De incompatibilidades, limitaciones y respeto

Posiblemente uno de los términos más escuchados y leídos, también más exigidos por los ciudadanos en los últimos tiempos, es el término regeneración. Se da la circunstancia de que hay una coincidencia entre todos los partidos políticos en dar respuesta a esta demanda, que es inaplazable. En este contexto, son muchas las propuestas y no pocas las ocurrencias. El conjunto de medidas es amplio y los ámbitos de actuación también lo son.

Recientemente en las Cortes de Castilla y León, hemos asistido  a un debate parcial que afectaba sobre todo a las incompatibilidades y que se centró en la compatibilidad de ser alcalde de un municipio de más de 20.000 habitantes y parlamentario, así como la limitación de mandatos. Lógicamente algunos lo personalizaron en los alcaldes de León y Salamanca (incluso pretendían aplicar con carácter retroactivo  e inmediato una norma ni siquiera aprobada)

Quiero dejar claro que por muchas razones, entre otras de dedicación y también de respuesta en el momento actual, comparto que de futuro y una vez regulado, así debe ser. Está comprometido por el Presidente, y así será. Próximas reformas legislativas, en nuestro ámbito competencial lo recogerán. Lo que no me resisto, como hice en el Pleno, es a alguna consideración y a invitar a alguna reflexión.

Los alcaldes, (no solamente de Salamanca y León) del Grupo  Parlamentario Popular en las Cortes de Castilla y León, han tenido el respaldo mayoritario de sus vecinos  a la alcaldía y también en la lista a las Cortes de Castilla y León. Todos.

Un buen número de parlamentarios del Grupo Parlamentario Socialista (también de Segovia) han perdido reiteradamente en su aspiración a la alcaldía de sus municipios cuando lo han intentado (sus vecinos son quiénes mejor les conocen) y en las elecciones a las Cortes de  Castilla y León han perdido todos.

Siendo partidario de la limitación de mandatos en algunos casos, (lo he ejercido voluntariamente a la alcaldía) y de la incompatibilidad indicada, me pregunto: ¿quién debe estar en las Cortes, quien tiene el respaldo de sus vecinos al Ayuntamiento y a las Cortes o quienes son rechazados en sus aspiraciones a las alcaldías, o lo son sistemáticamente cada vez que se presentan a unas elecciones autonómicas o generales?
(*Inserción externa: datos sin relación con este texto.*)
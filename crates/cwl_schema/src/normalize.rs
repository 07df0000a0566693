//! Normalization of parameter collections into their canonical sequence form.
//!
//! `inputs` and `outputs` may be written as a sequence of records or as a
//! mapping from identifier to record. Both become an ordered `Vec` of
//! typed parameters. In the mapping form the key always wins over any `id`
//! inside the record; mapping order is kept.

use crate::input::{CommandInputParameter, InputParameter, InputRecord};
use crate::output::{CommandOutputParameter, OutputParameter, OutputRecord};
use crate::registry::{lookup_input, lookup_output};
use cwl_core::{shape_name, Violation};
use serde_json::{Map, Value};

/// A family of parameters sharing one registry.
pub trait ParameterFamily {
    /// Typed parameter produced for each record
    type Parameter;

    /// Document field holding the collection
    const FIELD: &'static str;

    /// Build one parameter from its record.
    ///
    /// `identifier` is set only for the mapping form and overrides the
    /// record's own `id`.
    ///
    /// # Errors
    ///
    /// Returns the violation that prevented construction
    fn construct(
        record: Value,
        identifier: Option<String>,
        location: &str,
    ) -> Result<Self::Parameter, Violation>;
}

/// Input parameter family (`inputs`)
pub struct InputFamily;

/// Output parameter family (`outputs`)
pub struct OutputFamily;

fn declared_tag<'a>(record: &'a Value, location: &str) -> Result<&'a str, Violation> {
    let map = record.as_object().ok_or_else(|| {
        Violation::invalid_shape(
            location,
            format!("a parameter mapping, found {}", shape_name(record)),
        )
    })?;
    match map.get("type") {
        None | Some(Value::Null) => Err(Violation::missing(format!("{}.type", location))),
        Some(Value::String(tag)) => Ok(tag),
        Some(other) => Err(Violation::invalid_shape(
            format!("{}.type", location),
            format!("a type tag string, found {}", shape_name(other)),
        )),
    }
}

impl ParameterFamily for InputFamily {
    type Parameter = CommandInputParameter;

    const FIELD: &'static str = "inputs";

    fn construct(
        record: Value,
        identifier: Option<String>,
        location: &str,
    ) -> Result<CommandInputParameter, Violation> {
        let variant = lookup_input(declared_tag(&record, location)?)
            .map_err(|kind| Violation::new(format!("{}.type", location), kind))?;
        let record: InputRecord = serde_json::from_value(record)
            .map_err(|e| Violation::invalid(location, e.to_string()))?;
        Ok(variant.build(InputParameter::from_record(record, identifier)))
    }
}

impl ParameterFamily for OutputFamily {
    type Parameter = CommandOutputParameter;

    const FIELD: &'static str = "outputs";

    fn construct(
        record: Value,
        identifier: Option<String>,
        location: &str,
    ) -> Result<CommandOutputParameter, Violation> {
        let variant = lookup_output(declared_tag(&record, location)?)
            .map_err(|kind| Violation::new(format!("{}.type", location), kind))?;
        let record: OutputRecord = serde_json::from_value(record)
            .map_err(|e| Violation::invalid(location, e.to_string()))?;
        Ok(variant.build(OutputParameter::from_record(record, identifier)))
    }
}

/// Normalize a collection of parameter records.
///
/// Every record is attempted; all violations are returned together.
///
/// # Errors
///
/// Returns every violation found in the collection
pub fn normalize<F: ParameterFamily>(value: Value) -> Result<Vec<F::Parameter>, Vec<Violation>> {
    match value {
        Value::Object(map) => normalize_mapping::<F>(map),
        Value::Array(items) => normalize_sequence::<F>(items),
        other => Err(vec![Violation::invalid_shape(
            F::FIELD,
            format!(
                "a sequence or a mapping of parameters, found {}",
                shape_name(&other)
            ),
        )]),
    }
}

fn normalize_mapping<F: ParameterFamily>(
    map: Map<String, Value>,
) -> Result<Vec<F::Parameter>, Vec<Violation>> {
    tracing::debug!(field = F::FIELD, shape = "mapping", count = map.len(), "normalizing parameters");

    let mut parameters = Vec::with_capacity(map.len());
    let mut violations = Vec::new();

    for (identifier, record) in map {
        // `name: int` is shorthand for `name: {type: int}`
        let record = match record {
            Value::String(tag) => {
                let mut expanded = Map::new();
                expanded.insert("type".to_string(), Value::String(tag));
                Value::Object(expanded)
            }
            other => other,
        };
        let location = format!("{}.{}", F::FIELD, identifier);
        match F::construct(record, Some(identifier), &location) {
            Ok(parameter) => {
                tracing::trace!(%location, "constructed parameter");
                parameters.push(parameter);
            }
            Err(violation) => violations.push(violation),
        }
    }

    if violations.is_empty() {
        Ok(parameters)
    } else {
        Err(violations)
    }
}

fn normalize_sequence<F: ParameterFamily>(
    items: Vec<Value>,
) -> Result<Vec<F::Parameter>, Vec<Violation>> {
    tracing::debug!(field = F::FIELD, shape = "sequence", count = items.len(), "normalizing parameters");

    let mut parameters = Vec::with_capacity(items.len());
    let mut violations = Vec::new();

    for (index, record) in items.into_iter().enumerate() {
        let location = format!("{}[{}]", F::FIELD, index);
        match F::construct(record, None, &location) {
            Ok(parameter) => {
                tracing::trace!(%location, "constructed parameter");
                parameters.push(parameter);
            }
            Err(violation) => violations.push(violation),
        }
    }

    if violations.is_empty() {
        Ok(parameters)
    } else {
        Err(violations)
    }
}
//! Binding records describing how parameters map to and from the command line.

use cwl_core::{integer_field, text_field};
use serde::{Deserialize, Serialize};
use serde_json::Value;

fn default_true() -> bool {
    true
}

/// Source of an input value other than the job document.
///
/// Expressions are stored as given and never evaluated here.
#[derive(Debug, Clone, PartialEq, Eq, Serialize, Deserialize)]
#[serde(untagged)]
pub enum ValueFrom {
    /// A literal string (possibly containing a parameter reference)
    Literal(String),
    /// Any other value, kept opaque
    Expression(Value),
}

/// How an input parameter becomes command-line tokens.
///
/// Only `prefix` and `separate` influence argument formatting. The other
/// fields are kept as metadata so the document round-trips.
#[derive(Debug, Clone, PartialEq, Eq, Serialize, Deserialize)]
#[serde(rename_all = "camelCase")]
pub struct CommandLineBinding {
    /// Ordering hint relative to other arguments
    #[serde(default, deserialize_with = "integer_field")]
    pub position: i64,
    /// Token emitted before the value
    #[serde(default, deserialize_with = "text_field")]
    pub prefix: Option<String>,
    /// Emit prefix and value as two tokens (`true`) or as `prefix=value`
    #[serde(default = "default_true")]
    pub separate: bool,
    /// Separator for joining array items
    #[serde(default, deserialize_with = "text_field")]
    pub item_separator: Option<String>,
    /// Value override
    #[serde(default)]
    pub value_from: Option<ValueFrom>,
    /// Whether the value should be shell quoted
    #[serde(default = "default_true")]
    pub shell_quote: bool,
}

impl CommandLineBinding {
    /// Create a binding with every field at its default
    #[must_use]
    pub fn new() -> Self {
        Self {
            position: 0,
            prefix: None,
            separate: true,
            item_separator: None,
            value_from: None,
            shell_quote: true,
        }
    }

    /// Set the prefix
    #[must_use]
    pub fn with_prefix(mut self, prefix: impl Into<String>) -> Self {
        self.prefix = Some(prefix.into());
        self
    }

    /// Set whether prefix and value are separate tokens
    #[must_use]
    pub fn with_separate(mut self, separate: bool) -> Self {
        self.separate = separate;
        self
    }

    /// Set the position
    #[must_use]
    pub fn with_position(mut self, position: i64) -> Self {
        self.position = position;
        self
    }

    /// Render `value` behind the prefix according to `separate`
    pub(crate) fn apply(&self, value: String) -> Vec<String> {
        match &self.prefix {
            None => vec![value],
            Some(prefix) if self.separate => vec![prefix.clone(), value],
            Some(prefix) => vec![format!("{}={}", prefix, value)],
        }
    }
}

impl Default for CommandLineBinding {
    fn default() -> Self {
        Self::new()
    }
}

/// How an output parameter's value is captured after execution.
#[derive(Debug, Clone, PartialEq, Eq, Serialize, Deserialize)]
#[serde(rename_all = "camelCase")]
pub struct CommandOutputBinding {
    /// Pattern matched against the output directory
    #[serde(default, deserialize_with = "text_field")]
    pub glob: Option<String>,
    /// Whether to read the contents of matched files
    #[serde(default = "default_true")]
    pub load_contents: bool,
}

impl CommandOutputBinding {
    /// Create an output binding with defaults
    #[must_use]
    pub fn new() -> Self {
        Self {
            glob: None,
            load_contents: true,
        }
    }

    /// Set the glob pattern
    #[must_use]
    pub fn with_glob(mut self, glob: impl Into<String>) -> Self {
        self.glob = Some(glob.into());
        self
    }
}

impl Default for CommandOutputBinding {
    fn default() -> Self {
        Self::new()
    }
}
¿Deben permanecer acomodados en sus escaños los que siempre pierden?
¿Alguien se acuerda del candidato demócrata o republicano en USA cuando pierde?
Sin duda hay que seguir avanzando en incompatibilidades de cargos, pero parece sensato que también reflexionemos sobre si deben permanecer en sus escaños aquellos que han sido rechazados (algunos una y otra vez) por los votantes. Eso también debería ser en mi opinión un mandato inequívoco de “incompatibilidad” y de “respeto” a la decisión de los ciudadanos. ¿Sería también eso regeneración?. Si le añadimos aquello de que gobierne quien gane y dejamos de hacer interpretaciones interesadas, tampoco estaría mal. Lo cierto es que unas nuevas elecciones no es lo mejor, pero en la actual situación y una vez que todo el mundo ha descubierto sus cartas y su verdadera cara (y que cara la de algunos) yo haría elecciones… y sin campaña… aunque asumo que es políticamente incorrecto decir esto.